La voisine la regarda fixement, les femmes les plus incultes comprennent les caprices impardonnables. Elle se dit que l’air de Paris ne convenait guère aux jeunes filles car il leur découvre des idées néfastes.
Le docteur Borogov finit par arriver. Ce personnage pour Musée Grévin salua onctueusement les deux femmes, il se pencha sur le lit de Rogissard en froissant sa barbe rousse à pleines mains.
— Aïe, aïe, fit-il.
— Est-ce grave ? s’inquiéta Claire.
— Aïe, aïe, répéta-t-il.
Il parlait, on le voit, fort peu le français, en eût-il connu les plus rares subtilités qu’il n’aurait su s’exprimer autrement, car le cas de Rogissard le déroutait. Il commença à palper le malade comme un fruit mûr, ce qui rendit l’employé furieux ! Au plus fort de sa crise, Rogissard se mit à trembler de tous ses muscles en tirant la langue.

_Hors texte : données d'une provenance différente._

//! The diff/patch algorithm.
//!
//! Children are matched purely by position. Inserting or removing an element in the middle of a child list
//! therefore updates or replaces every following sibling against its former neighbour.

use crate::{
	component::{PublicInstance, Rerender, State, Updater},
	element::{Element, ElementType, Props},
	host::Host,
	instance::{ComponentInstance, ComponentSlot, HostInstance, Instance},
	Error, Result,
};
use core::{
	cell::{Cell, RefCell},
	mem,
};
use std::rc::{Rc, Weak};
use tracing::{error, instrument, trace, trace_span, warn};

thread_local! {
	static IN_PASS: Cell<bool> = Cell::new(false);
}

/// Marks a running reconciliation pass on this thread.
struct ReconcilePass(());
impl ReconcilePass {
	fn begin() -> Result<Self> {
		IN_PASS.with(|in_pass| {
			if in_pass.replace(true) {
				warn!("Rejected nested reconciliation.");
				Err(Error::Reentrant)
			} else {
				Ok(Self(()))
			}
		})
	}
}
impl Drop for ReconcilePass {
	fn drop(&mut self) {
		IN_PASS.with(|in_pass| in_pass.set(false))
	}
}

/// Whether a reconciliation pass (including component renders) is currently running on this thread.
#[must_use]
pub fn is_reconciling() -> bool {
	IN_PASS.with(Cell::get)
}

pub const DEFAULT_DEPTH_LIMIT: usize = 1024;

/// Synchronizes a host tree with element trees, through `H`.
///
/// Each public method runs one complete, synchronous pass.
/// Starting a pass while another one is running on the same thread fails with [`Error::Reentrant`].
pub struct Reconciler<H: Host> {
	host: Rc<H>,
	depth_limit: usize,
}
impl<H: Host> Clone for Reconciler<H> {
	fn clone(&self) -> Self {
		Self {
			host: Rc::clone(&self.host),
			depth_limit: self.depth_limit,
		}
	}
}
impl<H: Host> Reconciler<H> {
	#[must_use]
	pub fn new(host: Rc<H>) -> Self {
		Self {
			host,
			depth_limit: DEFAULT_DEPTH_LIMIT,
		}
	}

	/// Sets how deeply elements (including component renders) may nest before [`Error::DepthLimit`].
	#[must_use]
	pub fn with_depth_limit(mut self, depth_limit: usize) -> Self {
		self.depth_limit = depth_limit;
		self
	}

	#[must_use]
	pub fn host(&self) -> &Rc<H> {
		&self.host
	}

	#[must_use]
	pub fn depth_limit(&self) -> usize {
		self.depth_limit
	}

	/// Builds a fresh instance and detached host subtree for `element`.
	///
	/// # Errors
	///
	/// [`Error::MalformedElement`], [`Error::DepthLimit`], [`Error::Reentrant`] or any host failure.
	pub fn instantiate(&self, element: &Element) -> Result<Instance<H>> {
		let _pass = ReconcilePass::begin()?;
		self.instantiate_at(element, self.depth_limit)
	}

	/// Updates `instance` under `parent` to match `element`, creating or removing it as needed.
	///
	/// Returns the surviving instance, which is [`None`] iff `element` is [`None`].
	///
	/// # Errors
	///
	/// As [`Reconciler::instantiate`], or if `parent` doesn't contain the instance's host node.
	pub fn reconcile(&self, parent: &H::Node, instance: Option<Instance<H>>, element: Option<&Element>) -> Result<Option<Instance<H>>> {
		let _pass = ReconcilePass::begin()?;
		self.reconcile_at(parent, instance, element, self.depth_limit)
	}

	/// Like [`Reconciler::reconcile`] with both instance and element present, but in place.
	///
	/// # Errors
	///
	/// As [`Reconciler::reconcile`].
	pub fn update(&self, parent: &H::Node, instance: &mut Instance<H>, element: &Element) -> Result<()> {
		let _pass = ReconcilePass::begin()?;
		self.update_at(parent, instance, element, self.depth_limit)
	}

	#[instrument(skip(self, element), fields(element_type = ?element.element_type()))]
	fn instantiate_at(&self, element: &Element, depth_limit: usize) -> Result<Instance<H>> {
		if depth_limit == 0 {
			error!("Depth limit reached");
			return Err(Error::DepthLimit { limit: self.depth_limit });
		}

		match element.element_type() {
			ElementType::Tag(_) | ElementType::Text => {
				validate_host_element(element)?;
				let dom = self.host.create_node(element)?;
				self.host.apply_property_diff(&dom, &Props::new(), element.props())?;

				let children = element
					.children()
					.iter()
					.map(|child| self.instantiate_at(child, depth_limit - 1))
					.collect::<Result<Vec<_>>>()?;
				for child in &children {
					self.host.append_child(&dom, &child.dom())?;
				}

				trace!(children = children.len(), "Instantiated host element.");
				Ok(Instance::Host(HostInstance {
					element: element.clone(),
					dom,
					children,
				}))
			}

			ElementType::Component(component_type) => {
				let updater = Updater::unbound();
				let public = PublicInstance::construct(component_type, element.props(), updater.clone());
				let child = {
					let span = trace_span!("Rendering component", component = component_type.name());
					let _enter = span.enter();
					public.render()
				};
				let child = self.instantiate_at(&child, depth_limit - 1)?;

				let instance = Rc::new(ComponentInstance {
					reconciler: self.clone(),
					depth_limit,
					released: Cell::new(false),
					slot: RefCell::new(ComponentSlot {
						element: element.clone(),
						public,
						child,
					}),
				});
				let weak = Rc::downgrade(&instance);
				let weak: Weak<dyn Rerender> = weak;
				updater.bind(weak);
				Ok(Instance::Component(instance))
			}
		}
	}

	fn reconcile_at(&self, parent: &H::Node, instance: Option<Instance<H>>, element: Option<&Element>, depth_limit: usize) -> Result<Option<Instance<H>>> {
		match (instance, element) {
			(None, None) => Ok(None),

			(None, Some(element)) => {
				let span = trace_span!("Creating", element_type = ?element.element_type());
				let _enter = span.enter();
				let instance = self.instantiate_at(element, depth_limit)?;
				self.host.append_child(parent, &instance.dom())?;
				Ok(Some(instance))
			}

			(Some(instance), None) => {
				self.remove(parent, &instance)?;
				Ok(None)
			}

			(Some(mut instance), Some(element)) => {
				self.update_at(parent, &mut instance, element, depth_limit)?;
				Ok(Some(instance))
			}
		}
	}

	#[instrument(skip(self, parent, instance, element), fields(element_type = ?element.element_type()))]
	fn update_at(&self, parent: &H::Node, instance: &mut Instance<H>, element: &Element, depth_limit: usize) -> Result<()> {
		if depth_limit == 0 {
			error!("Depth limit reached");
			return Err(Error::DepthLimit { limit: self.depth_limit });
		}

		let previous = instance.element();
		if previous.element_type() != element.element_type() {
			let span = trace_span!("Replacing mismatching", previous = ?previous.element_type());
			let _enter = span.enter();
			let replacement = self.instantiate_at(element, depth_limit)?;
			self.host.replace_child(parent, &replacement.dom(), &instance.dom())?;
			let replaced = mem::replace(instance, replacement);
			self.release(&replaced);
			return Ok(());
		}

		match instance {
			Instance::Host(instance) => {
				let span = trace_span!("Updating host element");
				let _enter = span.enter();
				self.host.apply_property_diff(&instance.dom, instance.element.props(), element.props())?;
				instance.element = element.clone();
				self.reconcile_children(&instance.dom, &mut instance.children, element.children(), depth_limit - 1)?;
			}

			Instance::Component(instance) => {
				let span = trace_span!("Re-rendering component");
				let _enter = span.enter();
				let mut slot = instance.slot.try_borrow_mut().map_err(|_| Error::Reentrant)?;
				let slot = &mut *slot;
				let previous_props = mem::replace(&mut slot.public.props, element.props().clone());
				let child = slot.public.render();
				if let Err(error) = self.update_at(parent, &mut slot.child, &child, depth_limit - 1) {
					slot.public.props = previous_props;
					return Err(error);
				}
				slot.element = element.clone();
			}
		}
		Ok(())
	}

	/// Reconciles `children` against `elements` position by position.
	///
	/// On error, `children` still lists exactly the instances whose nodes are attached to `dom`.
	fn reconcile_children(&self, dom: &H::Node, children: &mut Vec<Instance<H>>, elements: &[Element], depth_limit: usize) -> Result<()> {
		let mut previous = mem::take(children).into_iter();
		let count = previous.len().max(elements.len());
		children.reserve(elements.len());
		for i in 0..count {
			let result = match (previous.next(), elements.get(i)) {
				(Some(mut child), Some(element)) => {
					let result = self.update_at(dom, &mut child, element, depth_limit);
					children.push(child);
					result
				}
				(Some(child), None) => self.remove(dom, &child).map_err(|error| {
					children.push(child);
					error
				}),
				(None, Some(element)) => self.reconcile_at(dom, None, Some(element), depth_limit).map(|child| children.extend(child)),
				(None, None) => Ok(()),
			};
			if let Err(error) = result {
				children.extend(previous);
				return Err(error);
			}
		}
		Ok(())
	}

	/// Detaches `instance` from `parent` and releases its subtree.
	fn remove(&self, parent: &H::Node, instance: &Instance<H>) -> Result<()> {
		let span = trace_span!("Removing", element_type = ?instance.element().element_type());
		let _enter = span.enter();
		self.host.remove_child(parent, &instance.dom())?;
		self.release(instance);
		Ok(())
	}

	/// Lets the host release resources of a discarded subtree.
	fn release(&self, instance: &Instance<H>) {
		match instance {
			Instance::Host(instance) => {
				self.host.release_node(&instance.dom, instance.element.props());
				for child in &instance.children {
					self.release(child)
				}
			}
			Instance::Component(instance) => {
				instance.released.set(true);
				match instance.slot.try_borrow() {
					Ok(slot) => self.release(&slot.child),
					Err(_) => error!("meact-dom bug: Released a component that is being reconciled."),
				}
			}
		}
	}
}

fn validate_host_element(element: &Element) -> Result<()> {
	match element.element_type() {
		ElementType::Tag(name) => {
			if name.is_empty() {
				Err(Error::malformed("empty tag name"))
			} else if let Some(c) = name.chars().find(|&c| c.is_whitespace() || matches!(c, '<' | '>' | '/' | '"' | '\'' | '=')) {
				Err(Error::malformed(format!("invalid character {:?} in tag name {:?}", c, name)))
			} else {
				Ok(())
			}
		}
		ElementType::Text if !element.children().is_empty() => Err(Error::malformed("text element with children")),
		ElementType::Text => Ok(()),
		ElementType::Component(component) => Err(Error::malformed(format!("{:?} has no host node of its own", component))),
	}
}

impl<H: Host> Rerender for ComponentInstance<H> {
	#[instrument(skip(self, partial))]
	fn set_state(self: Rc<Self>, partial: State) -> Result<()> {
		let _pass = ReconcilePass::begin()?;

		if self.released.get() {
			warn!("Tried to update the state of a component that was unmounted.");
			return Err(Error::Detached);
		}
		let (dom, element) = {
			let slot = self.slot.try_borrow().map_err(|_| Error::Reentrant)?;
			(slot.child.dom(), slot.element.clone())
		};
		let parent = match self.reconciler.host.parent_of(&dom) {
			Some(parent) => parent,
			None => {
				warn!("Tried to update the state of a component that isn't attached.");
				return Err(Error::Detached);
			}
		};

		let previous_state = {
			let mut slot = self.slot.borrow_mut();
			let previous = slot.public.state.clone();
			slot.public.state.merge(partial);
			previous
		};

		let reconciler = self.reconciler.clone();
		let depth_limit = self.depth_limit;
		let mut instance = Instance::Component(Rc::clone(&self));
		let result = reconciler.update_at(&parent, &mut instance, &element, depth_limit);
		if result.is_err() {
			self.slot.borrow_mut().public.state = previous_state;
		}
		result
	}

	fn is_released(&self) -> bool {
		self.released.get()
	}
}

Borogov se frappa les cuisses et partit d’un long rire d’opéra, puis, fantasque comme le sont tous les slaves, il s’assombrit :
— Compris, dit l’homme, plus lugubre qu’un clown malade. « Delirium tremens ».
— Mon Dieu ! s’exclamèrent les femmes.
Les assistants s’abandonnèrent un instant à leurs réactions personnelles. Claire évitait de baisser la tête, car ses yeux s’étaient remplis de larmes, la dame Puvonnier cherchait un prétexte pour sortir, tant elle avait hâte de propager la nouvelle dans l’immeuble ; quant à Borogov, il se grattait la tête jusqu’aux temporaux, afin d’en faire jaillir une décision.